SCG Cell Therapy developed SCG101, a T-cell therapy product for treating hepatitis B-associated liver cancer, which is currently in clinical trials in Singapore, China and the United States. 

The firm’s new facility employs automated cell therapy manufacturing technologies, which reduce manpower needs and can significantly reduce the cost of treatment.

In August, Actris launched a 2,000 sq m facility in the National Cancer Centre Singapore’s building, featuring 14 clean suites which comply with good manufacturing practice standards, four translational laboratories and a quality control laboratory.

Hospitals and research institutions, among others, will be able to use the facility to support their work in areas such as cell selection and genetic modification for both research and clinical work.

Actris will also work with partners to enhance efficiency in the manufacturing process, which could lower costs, said Prof Soon. 

Calling it a game changer for Singapore’s cell therapy ecosystem, Actris chairman and Singapore Medical Council president Chee Yam Cheng said at the launch of the facility that manufacturing high-quality cell therapies locally will allow patients to gain quicker access to life-saving therapy.

However, it has not all been smooth sailing for the sector here.

In June, Tessa Therapeutics – a CAR T-cell front runner in Singapore and the darling of the biotech scene which had received US$397.8 million in equity funding since it was founded in 2012 – announced that it was ceasing operations after failing to secure more funding for its cancer treatment cell therapies.

Associate Professor Jeremy Lim, who is from the National University of Singapore’s Saw Swee Hock School of Public Health, said entering the biotech sector is expensive and fraught with risk.

Making treatments more affordable

As many cell and gene therapies are still experimental in nature, they tend to be very costly, said Actris’ Dr Lim, pointing to the specialised infrastructure and advanced equipment required.

Kymriah CAR T-cell therapy – which is approved here for the treatment of B-cell acute lymphoblastic leukaemia and diffuse large B-cell lymphoma under specific circumstances – is reported to cost some US$475,000.

The treatment is not on the Health Ministry’s approved Cancer Drug List.

Many here receiving CAR T-cell therapy are part of clinical trials, where the cost of treatment is paid for.
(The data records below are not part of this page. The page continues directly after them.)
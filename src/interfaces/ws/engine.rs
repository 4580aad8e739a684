//! OCPP-J 1.6 protocol engine
//!
//! Routes inbound Calls to the [`CentralSystemHandler`] and correlates
//! outbound Calls with their CallResult / CallError by unique ID. Outbound
//! commands are exposed to the application through [`CommandPort`].

use std::sync::atomic::{AtomicU64, Ordering};
use std::sync::Arc;
use std::time::Duration;

use dashmap::DashMap;
use rust_ocpp::v1_6::messages::get_configuration::{
    GetConfigurationRequest, GetConfigurationResponse,
};
use rust_ocpp::v1_6::messages::remote_start_transaction::{
    RemoteStartTransactionRequest, RemoteStartTransactionResponse,
};
use rust_ocpp::v1_6::messages::remote_stop_transaction::{
    RemoteStopTransactionRequest, RemoteStopTransactionResponse,
};
use rust_ocpp::v1_6::messages::reset::{ResetRequest, ResetResponse};
use serde::de::DeserializeOwned;
use serde::Serialize;
use serde_json::Value;
use tracing::{debug, info, warn};

use crate::application::commands::{CommandError, CommandPort, Completion};
use crate::application::handlers::SharedHandler;
use crate::domain::DomainResult;
use crate::support::ocpp_frame::{error_code, OcppFrame, OcppFrameError};

use super::session::SharedSessionRegistry;

/// Default bound on an outstanding outbound Call.
pub const DEFAULT_RESPONSE_TIMEOUT: Duration = Duration::from_secs(30);

type PendingKey = (String, String);

struct PendingCall {
    action: &'static str,
    complete: Box<dyn FnOnce(Result<Value, CommandError>) + Send + Sync + 'static>,
}

/// A CallError to send back for an inbound Call.
struct CallFailure {
    code: &'static str,
    description: String,
}

impl CallFailure {
    fn new(code: &'static str, description: impl Into<String>) -> Self {
        Self {
            code,
            description: description.into(),
        }
    }
}

pub struct OcppEngine {
    sessions: SharedSessionRegistry,
    handler: SharedHandler,
    pending: Arc<DashMap<PendingKey, PendingCall>>,
    message_counter: AtomicU64,
    response_timeout: Duration,
}

impl OcppEngine {
    pub fn new(sessions: SharedSessionRegistry, handler: SharedHandler, response_timeout: Duration) -> Self {
        Self {
            sessions,
            handler,
            pending: Arc::new(DashMap::new()),
            message_counter: AtomicU64::new(1),
            response_timeout,
        }
    }

    pub fn sessions(&self) -> &SharedSessionRegistry {
        &self.sessions
    }

    /// Process one inbound text frame; returns the reply frame, if any.
    pub fn handle_text(&self, charge_point_id: &str, text: &str) -> Option<String> {
        let frame = match OcppFrame::parse(text) {
            Ok(frame) => frame,
            Err(e) => {
                warn!(charge_point_id, error = %e, "Malformed OCPP frame");
                return OcppFrameError::recover_unique_id(text).map(|unique_id| {
                    OcppFrame::error_response(unique_id, error_code::PROTOCOL_ERROR, e.to_string())
                        .serialize()
                });
            }
        };

        match frame {
            OcppFrame::Call {
                unique_id,
                action,
                payload,
            } => {
                let reply = match self.dispatch(charge_point_id, &action, payload) {
                    Ok(payload) => OcppFrame::CallResult { unique_id, payload },
                    Err(failure) => {
                        warn!(
                            charge_point_id,
                            action = action.as_str(),
                            code = failure.code,
                            description = failure.description.as_str(),
                            "Call rejected"
                        );
                        OcppFrame::error_response(unique_id, failure.code, failure.description)
                    }
                };
                Some(reply.serialize())
            }
            OcppFrame::CallResult { unique_id, payload } => {
                self.complete(charge_point_id, &unique_id, Ok(payload));
                None
            }
            OcppFrame::CallError {
                unique_id,
                error_code,
                error_description,
                ..
            } => {
                self.complete(
                    charge_point_id,
                    &unique_id,
                    Err(CommandError::CallError {
                        code: error_code,
                        description: error_description,
                    }),
                );
                None
            }
        }
    }

    fn dispatch(&self, cp: &str, action: &str, payload: Value) -> Result<Value, CallFailure> {
        let h = &self.handler;
        match action {
            "BootNotification" => invoke(payload, |req| h.on_boot_notification(cp, req)),
            "Authorize" => invoke(payload, |req| h.on_authorize(cp, req)),
            "Heartbeat" => invoke(payload, |req| h.on_heartbeat(cp, req)),
            "DataTransfer" => invoke(payload, |req| h.on_data_transfer(cp, req)),
            "StatusNotification" => invoke(payload, |req| h.on_status_notification(cp, req)),
            "StartTransaction" => invoke(payload, |req| h.on_start_transaction(cp, req)),
            "StopTransaction" => invoke(payload, |req| h.on_stop_transaction(cp, req)),
            "MeterValues" => invoke(payload, |req| h.on_meter_values(cp, req)),
            "DiagnosticsStatusNotification" => {
                invoke(payload, |req| h.on_diagnostics_status_notification(cp, req))
            }
            "FirmwareStatusNotification" => {
                invoke(payload, |req| h.on_firmware_status_notification(cp, req))
            }
            other => Err(CallFailure::new(
                error_code::NOT_IMPLEMENTED,
                format!("Action {} is not supported", other),
            )),
        }
    }

    fn complete(&self, charge_point_id: &str, unique_id: &str, result: Result<Value, CommandError>) {
        let key = (charge_point_id.to_string(), unique_id.to_string());
        match self.pending.remove(&key) {
            Some((_, call)) => {
                debug!(charge_point_id, action = call.action, unique_id, ok = result.is_ok(), "Call completed");
                (call.complete)(result);
            }
            None => warn!(charge_point_id, unique_id, "Response for unknown request"),
        }
    }

    /// Fail every outstanding Call of a charge point whose session ended.
    pub fn cleanup_charge_point(&self, charge_point_id: &str) {
        let keys: Vec<PendingKey> = self
            .pending
            .iter()
            .filter(|e| e.key().0 == charge_point_id)
            .map(|e| e.key().clone())
            .collect();
        for key in keys {
            if let Some((_, call)) = self.pending.remove(&key) {
                debug!(charge_point_id, action = call.action, "Abandoning pending call");
                (call.complete)(Err(CommandError::NotConnected(charge_point_id.to_string())));
            }
        }
    }

    fn submit<Req, Resp>(
        &self,
        charge_point_id: &str,
        action: &'static str,
        request: &Req,
        on_complete: Completion<Resp>,
    ) -> Result<(), CommandError>
    where
        Req: Serialize,
        Resp: DeserializeOwned + Send + 'static,
    {
        let payload = serde_json::to_value(request)
            .map_err(|e| CommandError::SendFailed(format!("Serialization failed: {}", e)))?;
        let unique_id = format!("CS-{}", self.message_counter.fetch_add(1, Ordering::SeqCst));
        let key = (charge_point_id.to_string(), unique_id.clone());

        self.pending.insert(
            key.clone(),
            PendingCall {
                action,
                complete: Box::new(move |raw| {
                    on_complete(raw.and_then(|value| {
                        serde_json::from_value(value)
                            .map_err(|e| CommandError::InvalidResponse(e.to_string()))
                    }))
                }),
            },
        );

        let frame = OcppFrame::Call {
            unique_id: unique_id.clone(),
            action: action.to_string(),
            payload,
        };
        if let Err(e) = self.sessions.send_to(charge_point_id, frame.serialize()) {
            self.pending.remove(&key);
            return Err(e);
        }
        info!(charge_point_id, action, unique_id = unique_id.as_str(), "Sending command");

        let pending = self.pending.clone();
        let timeout = self.response_timeout;
        tokio::spawn(async move {
            tokio::time::sleep(timeout).await;
            if let Some((_, call)) = pending.remove(&key) {
                warn!(charge_point_id = key.0.as_str(), action = call.action, unique_id = key.1.as_str(), "Command timed out");
                (call.complete)(Err(CommandError::Timeout));
            }
        });
        Ok(())
    }
}

/// Decode, handle, encode.
fn invoke<Req, Resp>(payload: Value, f: impl FnOnce(Req) -> DomainResult<Resp>) -> Result<Value, CallFailure>
where
    Req: DeserializeOwned,
    Resp: Serialize,
{
    let request: Req = serde_json::from_value(payload)
        .map_err(|e| CallFailure::new(error_code::FORMATION_VIOLATION, e.to_string()))?;
    let response = f(request).map_err(|e| CallFailure::new(error_code::GENERIC_ERROR, e.to_string()))?;
    serde_json::to_value(response).map_err(|e| CallFailure::new(error_code::INTERNAL_ERROR, e.to_string()))
}

impl CommandPort for OcppEngine {
    fn get_configuration(
        &self,
        charge_point_id: &str,
        request: GetConfigurationRequest,
        on_complete: Completion<GetConfigurationResponse>,
    ) -> Result<(), CommandError> {
        self.submit(charge_point_id, "GetConfiguration", &request, on_complete)
    }

    fn reset(
        &self,
        charge_point_id: &str,
        request: ResetRequest,
        on_complete: Completion<ResetResponse>,
    ) -> Result<(), CommandError> {
        self.submit(charge_point_id, "Reset", &request, on_complete)
    }

    fn remote_start_transaction(
        &self,
        charge_point_id: &str,
        request: RemoteStartTransactionRequest,
        on_complete: Completion<RemoteStartTransactionResponse>,
    ) -> Result<(), CommandError> {
        self.submit(charge_point_id, "RemoteStartTransaction", &request, on_complete)
    }

    fn remote_stop_transaction(
        &self,
        charge_point_id: &str,
        request: RemoteStopTransactionRequest,
        on_complete: Completion<RemoteStopTransactionResponse>,
    ) -> Result<(), CommandError> {
        self.submit(charge_point_id, "RemoteStopTransaction", &request, on_complete)
    }
}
They include Madam Fung, whose treatment was manufactured at a Health Sciences Authority facility.

Prof Soon noted that there are ongoing efforts worldwide to make cell therapies safer and more affordable.

In a study published in the journal Nature Biomedical Engineering in 2022, researchers from the University of Pennsylvania were able to generate functional CAR T-cells in just 24 hours, compared with nine to 14 days usually. This could cut costs by reducing the time, materials, and labour required to generate such cells.

Health Minister Ong Ye Kung has also said that an appropriate financing framework is needed to prevent a rift between those who can afford such treatments and those who cannot.

As cell and gene therapies are relatively infrequent in deployment and costly, the solution is likely to lie in strengthening national healthcare insurance, he said.

NUS’ Prof Lim said that while insurance can be expanded to cover such costs in the short term, in the longer term, other financing models will need to be considered as the use of cell and gene therapies becomes more common.

He noted, however, that as the technology becomes more widespread, it is likely to become more affordable.

For Madam Fung, being in the clinical trial not only meant that she was given a chance to beat her cancer, but also allowed her to contribute to medical research, so that others may benefit some day from cell therapy.

“With today’s advanced medical science, we do have hope, provided we don’t give up,” she said.